Stored data entries
//! Operator-facing text for batch runs.

use spatial_init_db::{BatchReport, StatementOutcome};

/// Diagnostic block printed for a failed statement.
///
/// The statement text is reproduced verbatim so it can be found in the
/// script, followed by the driver's message.
pub fn failure_block(outcome: &StatementOutcome) -> String {
    let mut block = format!("\n\n\nQuery error:\n{}", outcome.sql);
    if let Some(ref error) = outcome.error {
        block.push('\n');
        block.push_str(&error.to_string());
    }
    block
}

/// One-line summary of a finished batch.
pub fn summary(report: &BatchReport) -> String {
    let mut line = format!(
        "{} statements: {} succeeded, {} failed",
        report.statement_count(),
        report.success_count(),
        report.failure_count()
    );
    if !report.committed {
        line.push_str(" (transaction ended by script, final commit skipped)");
    }
    line
}

/// Numbered statement listing used by dry runs.
pub fn statement_listing(statements: &[String]) -> String {
    let mut listing = String::new();
    for (i, sql) in statements.iter().enumerate() {
        listing.push_str(&format!("[{}] {}\n", i + 1, sql.trim()));
    }
    listing.push_str(&format!("{} statements", statements.len()));
    listing
}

- _TASK OBJECTIVE_: Working from the data above, extract solely the lines from the one containing "a finished batch." through the one containing "let mut listing = String::new();", exactly as they appear, both included.

- _SOLUTION FOR THIS PROBLEM_:
/// One-line summary of a finished batch.
pub fn summary(report: &BatchReport) -> String {
    let mut line = format!(
        "{} statements: {} succeeded, {} failed",
        report.statement_count(),
        report.success_count(),
        report.failure_count()
    );
    if !report.committed {
        line.push_str(" (transaction ended by script, final commit skipped)");
    }
    line
}

/// Numbered statement listing used by dry runs.
pub fn statement_listing(statements: &[String]) -> String {
    let mut listing = String::new();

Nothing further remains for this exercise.